Großherzogtum im Vormarsch: Luxemburgs historischer Aufschwung
Weitere Länder 13.September.2018 Martin Wallentich 0
Eine sportliche Reise ins rund 2.500 Quadratkilometer große Luxemburg kam in der Vergangenheit oftmals einer Pflichtaufgabe gleich. Der Erfolgslauf der Nationalmannschaft und die Europa-League-Teilnahme von Düdelingen bringen das Großherzogtum endgültig auf die Fußballlandkarte der ernstzunehmenden Konkurrenten.

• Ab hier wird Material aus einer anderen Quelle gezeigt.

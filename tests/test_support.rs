#![allow(dead_code)]

use serde_json::json;
use std::io::{BufRead, BufReader, Write};
use std::path::PathBuf;
use std::process::{Child, ChildStdin, ChildStdout, Command, Stdio};
use std::time::{SystemTime, UNIX_EPOCH};

pub fn temp_dir(prefix: &str) -> PathBuf {
    let p = std::env::temp_dir().join(format!(
        "{}-{}",
        prefix,
        SystemTime::now()
            .duration_since(UNIX_EPOCH)
            .expect("clock")
            .as_nanos()
    ));
    std::fs::create_dir_all(&p).expect("create temp dir");
    p
}

pub fn spawn_sidecar() -> (Child, ChildStdin, BufReader<ChildStdout>) {
    let exe = env!("CARGO_BIN_EXE_coursed");
    let mut child = Command::new(exe)
        .env_remove("COURSED_WORKSPACE")
        .env_remove("COURSED_CONFIG")
        .stdin(Stdio::piped())
        .stdout(Stdio::piped())
        .stderr(Stdio::null())
        .spawn()
        .expect("spawn coursed");
    let stdin = child.stdin.take().expect("child stdin");
    let stdout = child.stdout.take().expect("child stdout");
    (child, stdin, BufReader::new(stdout))
}

/// Sends one request and returns the whole response envelope. An empty
/// `user` sends the request anonymously.
pub fn request_as(
    stdin: &mut ChildStdin,
    reader: &mut BufReader<ChildStdout>,
    id: &str,
    user: &str,
    method: &str,
    params: serde_json::Value,
) -> serde_json::Value {
    let mut payload = json!({
        "id": id,
        "method": method,
        "params": params,
    });
    if !user.is_empty() {
        payload["userId"] = json!(user);
    }
    writeln!(stdin, "{}", payload).expect("write request");
    stdin.flush().expect("flush request");

    let mut line = String::new();
    reader.read_line(&mut line).expect("read response line");
    assert!(!line.trim().is_empty(), "empty response for {}", method);
    let value: serde_json::Value = serde_json::from_str(line.trim()).expect("parse response json");
    assert_eq!(value.get("id").and_then(|v| v.as_str()), Some(id));
    value
}

pub fn request(
    stdin: &mut ChildStdin,
    reader: &mut BufReader<ChildStdout>,
    id: &str,
    method: &str,
    params: serde_json::Value,
) -> serde_json::Value {
    request_as(stdin, reader, id, "", method, params)
}

pub fn request_ok_as(
    stdin: &mut ChildStdin,
    reader: &mut BufReader<ChildStdout>,
    id: &str,
    user: &str,
    method: &str,
    params: serde_json::Value,
) -> serde_json::Value {
    let value = request_as(stdin, reader, id, user, method, params);
    assert_eq!(
        value.get("ok").and_then(|v| v.as_bool()),
        Some(true),
        "{} failed: {}",
        method,
        value
    );
    value.get("result").cloned().unwrap_or_else(|| json!({}))
}

pub fn request_ok(
    stdin: &mut ChildStdin,
    reader: &mut BufReader<ChildStdout>,
    id: &str,
    method: &str,
    params: serde_json::Value,
) -> serde_json::Value {
    request_ok_as(stdin, reader, id, "", method, params)
}

/// Error code of a failed response; panics when the request succeeded.
pub fn error_code(resp: &serde_json::Value) -> String {
    assert_eq!(
        resp.get("ok").and_then(|v| v.as_bool()),
        Some(false),
        "expected failure: {}",
        resp
    );
    resp.get("error")
        .and_then(|e| e.get("code"))
        .and_then(|v| v.as_str())
        .expect("error code")
        .to_string()
}

pub fn error_reasons(resp: &serde_json::Value) -> Vec<String> {
    resp.get("error")
        .and_then(|e| e.get("details"))
        .and_then(|d| d.get("reasons"))
        .and_then(|v| v.as_array())
        .map(|a| {
            a.iter()
                .filter_map(|v| v.as_str().map(str::to_string))
                .collect()
        })
        .unwrap_or_default()
}

pub fn str_field(v: &serde_json::Value, key: &str) -> String {
    v.get(key)
        .and_then(|v| v.as_str())
        .unwrap_or_else(|| panic!("missing {} in {}", key, v))
        .to_string()
}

52. Spielminute im Stadio Olimpico in San Marino. Im Zweitrunden-Duell der Nations League Division D führt Luxemburg bereits mit 2:0. Der 18-jährigen Vincent Thill behauptet den Ball im Mittelfeld und legt auf seinen Mitspieler Danel Sinani ab. Der Offensivakteur trifft nur Sekunden später aus rund 20 Metern im san-marinesischen Tor – 3:0 für die Gäste aus dem Großherzogtum.
Sinanis Treffer markiert beim 3:0-Auswärtssieg das zumindest vorläufige Ende höchst erfolgreicher Wochen für den luxemburgischen Fußball. Bereits in der ersten Runde des neuen UEFA-Bewerbs traf der 21-Jährige beim 4:0-Sieg gegen Moldawien und bereitete zwei Treffer vor. Nur eine Woche davor fixierte er mit zwei Toren für F91 Düdelingen den erstmaligen Einzug einer luxemburgischen Mannschaft in die Gruppenphase der Europa League.
Vom Fußballzwerg zum Gruppenersten
Lange Zeit galt Luxemburgs Nationalteam als Auswahl eines europäischen Kleinstaates als klassischer Vertreter des letzten Auslosungstopfes. Bis auf gelegentliche Achtungserfolge (2:1 gegen die Schweiz 2008, 1:1 gegen Italien 2014) waren Erfolgserlebnisse eine seltene Ausnahme. Duelle gegen das Großherzogtum kamen oftmals Pflichtsiegen gleich. Von 2003 bis 2006 verlor die Mannschaft 25 Spiele in Folge.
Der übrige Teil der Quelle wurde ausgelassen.